WHAT IS BEING ASKED: Please state the number of lines in the records below that contain the string "provider", and nothing further.

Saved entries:
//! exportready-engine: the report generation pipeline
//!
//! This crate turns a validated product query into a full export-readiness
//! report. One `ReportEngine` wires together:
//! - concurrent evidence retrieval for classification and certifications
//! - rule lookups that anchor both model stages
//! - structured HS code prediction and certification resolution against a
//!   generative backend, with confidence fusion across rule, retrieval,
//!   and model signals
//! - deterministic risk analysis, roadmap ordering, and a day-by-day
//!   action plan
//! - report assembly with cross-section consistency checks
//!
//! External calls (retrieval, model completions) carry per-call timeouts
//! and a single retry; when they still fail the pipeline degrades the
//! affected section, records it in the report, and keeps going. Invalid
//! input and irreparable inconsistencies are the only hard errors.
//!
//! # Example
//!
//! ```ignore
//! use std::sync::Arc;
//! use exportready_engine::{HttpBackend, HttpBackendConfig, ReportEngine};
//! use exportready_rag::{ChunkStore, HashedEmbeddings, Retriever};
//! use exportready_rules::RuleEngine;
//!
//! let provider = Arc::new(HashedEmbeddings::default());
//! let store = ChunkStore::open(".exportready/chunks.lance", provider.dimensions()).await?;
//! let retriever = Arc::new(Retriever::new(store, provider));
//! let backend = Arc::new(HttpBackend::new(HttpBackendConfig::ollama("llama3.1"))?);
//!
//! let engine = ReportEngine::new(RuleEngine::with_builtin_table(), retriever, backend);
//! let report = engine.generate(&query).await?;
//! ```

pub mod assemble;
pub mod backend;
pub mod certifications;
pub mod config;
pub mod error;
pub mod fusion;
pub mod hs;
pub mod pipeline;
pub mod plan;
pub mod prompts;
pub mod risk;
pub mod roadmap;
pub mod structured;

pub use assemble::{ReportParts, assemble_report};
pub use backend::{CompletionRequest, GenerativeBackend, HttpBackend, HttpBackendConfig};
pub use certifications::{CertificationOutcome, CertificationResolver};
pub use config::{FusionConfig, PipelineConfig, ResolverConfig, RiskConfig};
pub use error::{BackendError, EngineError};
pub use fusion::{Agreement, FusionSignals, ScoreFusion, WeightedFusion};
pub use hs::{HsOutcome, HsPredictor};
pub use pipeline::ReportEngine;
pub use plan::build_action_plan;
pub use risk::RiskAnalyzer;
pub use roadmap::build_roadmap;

---

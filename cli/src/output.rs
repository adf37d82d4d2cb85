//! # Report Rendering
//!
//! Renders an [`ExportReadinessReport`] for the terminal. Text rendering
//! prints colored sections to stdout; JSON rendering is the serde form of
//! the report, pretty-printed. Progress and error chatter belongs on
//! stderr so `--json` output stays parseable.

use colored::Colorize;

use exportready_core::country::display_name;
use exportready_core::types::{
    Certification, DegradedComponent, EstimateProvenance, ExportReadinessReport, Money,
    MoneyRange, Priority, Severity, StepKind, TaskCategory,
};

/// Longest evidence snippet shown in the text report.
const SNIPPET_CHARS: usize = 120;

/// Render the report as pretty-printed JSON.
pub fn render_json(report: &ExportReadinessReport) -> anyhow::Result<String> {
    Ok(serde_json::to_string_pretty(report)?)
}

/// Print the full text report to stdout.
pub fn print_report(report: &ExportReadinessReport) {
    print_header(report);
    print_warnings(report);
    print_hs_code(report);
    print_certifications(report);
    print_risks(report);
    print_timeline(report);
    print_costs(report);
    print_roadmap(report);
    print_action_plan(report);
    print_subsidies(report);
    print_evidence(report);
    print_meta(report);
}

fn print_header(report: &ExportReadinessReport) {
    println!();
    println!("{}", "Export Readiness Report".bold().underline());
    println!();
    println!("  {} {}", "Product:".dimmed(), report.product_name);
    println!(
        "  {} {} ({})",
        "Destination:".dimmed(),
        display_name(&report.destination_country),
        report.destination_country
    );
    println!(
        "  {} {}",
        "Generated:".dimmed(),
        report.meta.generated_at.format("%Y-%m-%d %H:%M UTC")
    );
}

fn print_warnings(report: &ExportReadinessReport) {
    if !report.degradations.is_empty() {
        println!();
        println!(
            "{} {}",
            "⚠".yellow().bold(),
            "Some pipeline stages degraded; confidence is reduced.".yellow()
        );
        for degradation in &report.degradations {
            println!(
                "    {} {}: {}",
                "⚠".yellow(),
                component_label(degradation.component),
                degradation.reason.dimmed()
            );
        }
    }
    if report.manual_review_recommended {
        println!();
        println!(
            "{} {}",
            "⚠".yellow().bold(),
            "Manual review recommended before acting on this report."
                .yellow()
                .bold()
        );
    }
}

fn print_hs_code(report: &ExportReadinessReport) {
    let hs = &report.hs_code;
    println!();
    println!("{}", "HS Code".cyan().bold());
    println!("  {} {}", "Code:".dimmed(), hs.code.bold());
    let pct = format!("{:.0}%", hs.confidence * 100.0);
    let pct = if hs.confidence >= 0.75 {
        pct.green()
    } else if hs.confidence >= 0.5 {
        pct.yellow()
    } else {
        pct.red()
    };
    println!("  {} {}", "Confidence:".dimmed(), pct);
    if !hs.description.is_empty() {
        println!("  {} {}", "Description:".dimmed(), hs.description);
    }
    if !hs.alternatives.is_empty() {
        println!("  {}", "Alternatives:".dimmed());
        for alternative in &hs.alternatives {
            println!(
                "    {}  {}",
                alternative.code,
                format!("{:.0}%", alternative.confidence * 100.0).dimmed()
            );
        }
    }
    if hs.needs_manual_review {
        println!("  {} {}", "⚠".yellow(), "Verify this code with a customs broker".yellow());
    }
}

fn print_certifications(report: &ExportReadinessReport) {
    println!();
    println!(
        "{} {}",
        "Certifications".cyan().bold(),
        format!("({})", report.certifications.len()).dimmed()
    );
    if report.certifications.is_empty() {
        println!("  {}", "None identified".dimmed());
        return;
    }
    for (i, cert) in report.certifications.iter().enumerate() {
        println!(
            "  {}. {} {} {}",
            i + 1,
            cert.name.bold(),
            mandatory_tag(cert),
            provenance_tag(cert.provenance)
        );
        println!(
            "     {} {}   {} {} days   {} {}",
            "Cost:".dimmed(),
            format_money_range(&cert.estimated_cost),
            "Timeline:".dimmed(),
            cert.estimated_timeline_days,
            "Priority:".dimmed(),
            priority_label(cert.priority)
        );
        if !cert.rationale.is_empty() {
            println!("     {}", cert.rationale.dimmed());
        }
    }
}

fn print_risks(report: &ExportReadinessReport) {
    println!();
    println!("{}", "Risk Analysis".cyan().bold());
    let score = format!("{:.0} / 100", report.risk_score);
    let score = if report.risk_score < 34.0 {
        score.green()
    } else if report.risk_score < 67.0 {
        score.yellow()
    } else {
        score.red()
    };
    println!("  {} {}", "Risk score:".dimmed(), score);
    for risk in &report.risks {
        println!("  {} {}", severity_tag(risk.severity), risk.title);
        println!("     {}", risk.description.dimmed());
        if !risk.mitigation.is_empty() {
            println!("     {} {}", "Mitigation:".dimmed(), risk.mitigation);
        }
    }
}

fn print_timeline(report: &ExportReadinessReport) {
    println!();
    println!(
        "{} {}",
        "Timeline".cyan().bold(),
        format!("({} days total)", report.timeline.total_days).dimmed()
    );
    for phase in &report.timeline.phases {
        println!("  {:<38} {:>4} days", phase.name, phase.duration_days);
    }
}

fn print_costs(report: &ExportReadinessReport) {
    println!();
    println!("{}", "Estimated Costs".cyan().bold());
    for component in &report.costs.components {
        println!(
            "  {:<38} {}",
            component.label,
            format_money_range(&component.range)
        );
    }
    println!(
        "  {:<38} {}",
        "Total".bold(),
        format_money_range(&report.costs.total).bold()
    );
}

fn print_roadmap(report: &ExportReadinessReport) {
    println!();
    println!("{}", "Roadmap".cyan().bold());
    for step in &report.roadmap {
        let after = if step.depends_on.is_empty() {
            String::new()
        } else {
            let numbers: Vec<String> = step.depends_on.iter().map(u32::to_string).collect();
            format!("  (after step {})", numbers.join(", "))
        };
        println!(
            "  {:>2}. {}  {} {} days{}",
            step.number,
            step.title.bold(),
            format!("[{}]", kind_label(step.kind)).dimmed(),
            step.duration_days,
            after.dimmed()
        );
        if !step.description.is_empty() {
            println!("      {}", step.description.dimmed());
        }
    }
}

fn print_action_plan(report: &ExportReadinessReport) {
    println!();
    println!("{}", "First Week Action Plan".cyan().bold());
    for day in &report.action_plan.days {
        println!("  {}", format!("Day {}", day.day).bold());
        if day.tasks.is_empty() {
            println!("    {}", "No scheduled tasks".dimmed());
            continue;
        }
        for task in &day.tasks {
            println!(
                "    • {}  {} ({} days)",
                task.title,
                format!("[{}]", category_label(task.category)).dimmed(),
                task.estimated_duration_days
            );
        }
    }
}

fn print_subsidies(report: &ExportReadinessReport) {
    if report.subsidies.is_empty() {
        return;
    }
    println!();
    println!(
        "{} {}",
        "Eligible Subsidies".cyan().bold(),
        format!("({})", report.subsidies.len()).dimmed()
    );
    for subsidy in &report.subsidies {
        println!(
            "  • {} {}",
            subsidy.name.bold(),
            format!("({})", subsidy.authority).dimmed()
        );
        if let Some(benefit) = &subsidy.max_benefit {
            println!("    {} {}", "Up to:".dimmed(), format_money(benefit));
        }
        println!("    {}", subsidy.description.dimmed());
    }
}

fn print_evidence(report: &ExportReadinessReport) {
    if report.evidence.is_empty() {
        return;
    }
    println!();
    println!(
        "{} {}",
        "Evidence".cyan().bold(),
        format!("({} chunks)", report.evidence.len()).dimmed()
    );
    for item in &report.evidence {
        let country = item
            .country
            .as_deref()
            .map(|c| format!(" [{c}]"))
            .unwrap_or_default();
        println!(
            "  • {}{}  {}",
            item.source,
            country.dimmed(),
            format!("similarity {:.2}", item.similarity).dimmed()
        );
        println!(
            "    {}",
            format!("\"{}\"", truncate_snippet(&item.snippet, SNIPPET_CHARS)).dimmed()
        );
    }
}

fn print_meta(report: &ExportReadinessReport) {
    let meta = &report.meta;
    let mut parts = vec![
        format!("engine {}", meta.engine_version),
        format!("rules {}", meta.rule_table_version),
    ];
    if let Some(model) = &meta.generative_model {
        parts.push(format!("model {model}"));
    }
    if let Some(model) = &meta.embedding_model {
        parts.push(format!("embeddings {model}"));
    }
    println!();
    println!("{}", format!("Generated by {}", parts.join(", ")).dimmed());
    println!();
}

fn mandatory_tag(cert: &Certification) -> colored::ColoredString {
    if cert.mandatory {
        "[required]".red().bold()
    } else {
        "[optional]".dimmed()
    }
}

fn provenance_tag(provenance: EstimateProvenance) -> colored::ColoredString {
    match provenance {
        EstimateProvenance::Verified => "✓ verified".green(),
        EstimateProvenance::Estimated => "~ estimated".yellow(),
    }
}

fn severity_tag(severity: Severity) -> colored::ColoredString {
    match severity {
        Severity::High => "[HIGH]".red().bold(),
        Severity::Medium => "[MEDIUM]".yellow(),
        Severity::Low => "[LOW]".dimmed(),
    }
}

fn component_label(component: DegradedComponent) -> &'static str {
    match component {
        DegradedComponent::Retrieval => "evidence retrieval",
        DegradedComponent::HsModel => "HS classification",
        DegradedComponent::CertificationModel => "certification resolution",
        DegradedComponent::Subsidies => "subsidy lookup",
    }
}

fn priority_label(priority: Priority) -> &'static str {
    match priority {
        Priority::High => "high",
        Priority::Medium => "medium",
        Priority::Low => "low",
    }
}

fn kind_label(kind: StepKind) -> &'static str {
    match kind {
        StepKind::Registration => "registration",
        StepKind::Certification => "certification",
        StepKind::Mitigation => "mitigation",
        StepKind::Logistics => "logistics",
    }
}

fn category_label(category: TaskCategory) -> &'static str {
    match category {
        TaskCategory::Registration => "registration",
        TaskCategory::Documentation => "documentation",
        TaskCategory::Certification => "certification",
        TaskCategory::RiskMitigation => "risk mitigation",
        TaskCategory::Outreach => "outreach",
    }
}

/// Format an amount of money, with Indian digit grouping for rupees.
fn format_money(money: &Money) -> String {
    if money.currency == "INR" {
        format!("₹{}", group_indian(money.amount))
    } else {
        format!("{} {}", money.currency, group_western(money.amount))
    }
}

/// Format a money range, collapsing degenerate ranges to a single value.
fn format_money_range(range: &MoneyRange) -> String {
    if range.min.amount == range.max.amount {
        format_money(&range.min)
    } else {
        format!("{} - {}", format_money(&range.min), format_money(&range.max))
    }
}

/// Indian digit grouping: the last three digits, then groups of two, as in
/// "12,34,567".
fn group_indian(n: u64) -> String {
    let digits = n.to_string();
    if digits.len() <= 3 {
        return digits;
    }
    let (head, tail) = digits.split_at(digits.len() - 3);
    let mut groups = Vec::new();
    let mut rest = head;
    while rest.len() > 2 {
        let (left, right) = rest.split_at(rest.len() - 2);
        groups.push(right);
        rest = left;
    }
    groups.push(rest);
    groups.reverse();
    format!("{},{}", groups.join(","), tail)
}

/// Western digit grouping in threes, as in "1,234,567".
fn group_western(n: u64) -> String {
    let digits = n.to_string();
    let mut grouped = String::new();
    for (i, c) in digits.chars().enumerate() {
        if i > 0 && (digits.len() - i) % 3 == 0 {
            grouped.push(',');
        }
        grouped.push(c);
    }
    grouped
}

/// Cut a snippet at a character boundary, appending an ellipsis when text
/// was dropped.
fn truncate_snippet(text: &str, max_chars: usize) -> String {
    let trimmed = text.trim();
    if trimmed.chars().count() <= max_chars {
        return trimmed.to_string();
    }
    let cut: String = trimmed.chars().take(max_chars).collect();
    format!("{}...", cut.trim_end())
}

==

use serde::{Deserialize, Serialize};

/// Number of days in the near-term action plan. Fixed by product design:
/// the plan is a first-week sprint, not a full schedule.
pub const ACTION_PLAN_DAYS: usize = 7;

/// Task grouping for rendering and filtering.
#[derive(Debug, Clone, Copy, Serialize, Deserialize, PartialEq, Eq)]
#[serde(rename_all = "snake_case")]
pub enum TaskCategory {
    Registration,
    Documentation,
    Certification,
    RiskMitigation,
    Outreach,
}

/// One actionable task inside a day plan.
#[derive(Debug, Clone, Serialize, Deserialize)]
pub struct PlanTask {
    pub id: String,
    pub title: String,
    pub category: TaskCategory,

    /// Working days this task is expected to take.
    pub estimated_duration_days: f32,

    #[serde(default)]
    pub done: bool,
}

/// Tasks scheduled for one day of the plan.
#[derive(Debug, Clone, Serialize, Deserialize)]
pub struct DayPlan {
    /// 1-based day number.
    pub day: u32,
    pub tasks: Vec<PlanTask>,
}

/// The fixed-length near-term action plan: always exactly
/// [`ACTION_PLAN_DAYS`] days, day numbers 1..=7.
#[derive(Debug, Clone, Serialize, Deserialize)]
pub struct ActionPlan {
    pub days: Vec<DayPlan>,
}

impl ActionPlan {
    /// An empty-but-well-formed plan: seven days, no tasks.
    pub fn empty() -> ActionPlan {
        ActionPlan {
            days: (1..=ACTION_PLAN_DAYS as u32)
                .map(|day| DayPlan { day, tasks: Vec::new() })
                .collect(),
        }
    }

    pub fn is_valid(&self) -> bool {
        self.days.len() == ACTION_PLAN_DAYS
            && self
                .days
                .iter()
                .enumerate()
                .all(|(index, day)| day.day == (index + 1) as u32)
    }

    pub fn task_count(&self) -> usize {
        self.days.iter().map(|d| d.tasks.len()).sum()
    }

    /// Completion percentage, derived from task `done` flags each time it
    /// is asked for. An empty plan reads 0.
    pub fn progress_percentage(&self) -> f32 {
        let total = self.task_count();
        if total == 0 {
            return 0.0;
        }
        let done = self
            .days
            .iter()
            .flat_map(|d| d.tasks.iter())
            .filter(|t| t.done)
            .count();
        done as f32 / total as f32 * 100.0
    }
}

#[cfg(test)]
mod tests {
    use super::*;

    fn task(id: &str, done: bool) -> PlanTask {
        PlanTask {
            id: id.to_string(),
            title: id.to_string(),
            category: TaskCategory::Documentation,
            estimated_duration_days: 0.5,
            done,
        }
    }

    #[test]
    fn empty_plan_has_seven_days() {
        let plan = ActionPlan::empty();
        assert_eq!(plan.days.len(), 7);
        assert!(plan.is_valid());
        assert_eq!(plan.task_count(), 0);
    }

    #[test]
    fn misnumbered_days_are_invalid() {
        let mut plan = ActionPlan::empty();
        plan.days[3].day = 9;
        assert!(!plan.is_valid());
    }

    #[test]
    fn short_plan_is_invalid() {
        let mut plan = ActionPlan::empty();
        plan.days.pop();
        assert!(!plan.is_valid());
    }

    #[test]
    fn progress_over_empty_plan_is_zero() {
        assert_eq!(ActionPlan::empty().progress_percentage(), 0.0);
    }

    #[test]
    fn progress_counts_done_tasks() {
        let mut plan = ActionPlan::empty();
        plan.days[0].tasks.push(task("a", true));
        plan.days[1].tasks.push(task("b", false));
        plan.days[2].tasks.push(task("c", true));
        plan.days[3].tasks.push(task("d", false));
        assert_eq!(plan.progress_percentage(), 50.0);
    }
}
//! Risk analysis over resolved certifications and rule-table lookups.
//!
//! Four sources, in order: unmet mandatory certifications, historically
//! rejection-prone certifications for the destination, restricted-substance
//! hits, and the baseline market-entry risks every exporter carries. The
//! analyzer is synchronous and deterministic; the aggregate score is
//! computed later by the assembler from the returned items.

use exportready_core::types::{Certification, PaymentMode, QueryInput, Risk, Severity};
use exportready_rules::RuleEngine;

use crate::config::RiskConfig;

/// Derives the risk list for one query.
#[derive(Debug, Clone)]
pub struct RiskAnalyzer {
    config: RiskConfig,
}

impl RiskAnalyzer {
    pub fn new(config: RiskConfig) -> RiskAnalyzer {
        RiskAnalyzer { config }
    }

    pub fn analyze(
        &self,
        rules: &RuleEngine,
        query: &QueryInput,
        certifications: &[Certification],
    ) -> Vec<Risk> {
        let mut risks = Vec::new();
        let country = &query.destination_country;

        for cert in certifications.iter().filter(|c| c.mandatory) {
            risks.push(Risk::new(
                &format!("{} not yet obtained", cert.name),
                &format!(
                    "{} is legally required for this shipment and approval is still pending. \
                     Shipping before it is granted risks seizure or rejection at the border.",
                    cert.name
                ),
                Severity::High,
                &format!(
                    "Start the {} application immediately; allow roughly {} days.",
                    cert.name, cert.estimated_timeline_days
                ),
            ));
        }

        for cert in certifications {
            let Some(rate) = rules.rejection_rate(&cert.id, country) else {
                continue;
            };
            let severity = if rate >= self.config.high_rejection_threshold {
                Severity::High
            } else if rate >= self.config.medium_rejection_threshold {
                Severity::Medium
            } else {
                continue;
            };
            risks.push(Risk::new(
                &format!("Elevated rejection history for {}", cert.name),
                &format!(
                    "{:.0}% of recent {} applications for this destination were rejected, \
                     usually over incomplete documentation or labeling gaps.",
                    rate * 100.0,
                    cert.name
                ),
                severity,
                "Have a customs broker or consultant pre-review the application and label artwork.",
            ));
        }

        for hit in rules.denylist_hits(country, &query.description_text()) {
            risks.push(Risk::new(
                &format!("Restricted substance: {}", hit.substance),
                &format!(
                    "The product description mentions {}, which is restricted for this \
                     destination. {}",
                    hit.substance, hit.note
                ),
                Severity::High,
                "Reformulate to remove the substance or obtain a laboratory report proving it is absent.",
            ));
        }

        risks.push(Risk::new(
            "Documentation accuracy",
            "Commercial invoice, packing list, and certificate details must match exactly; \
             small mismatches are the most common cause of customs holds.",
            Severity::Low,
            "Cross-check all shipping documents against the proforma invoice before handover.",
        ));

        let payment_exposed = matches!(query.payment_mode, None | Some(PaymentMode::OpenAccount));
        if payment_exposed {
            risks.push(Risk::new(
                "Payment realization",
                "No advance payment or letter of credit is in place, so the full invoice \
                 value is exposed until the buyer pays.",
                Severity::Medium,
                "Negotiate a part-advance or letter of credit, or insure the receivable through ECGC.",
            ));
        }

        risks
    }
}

ANSWER TO THIS EXERCISE: 3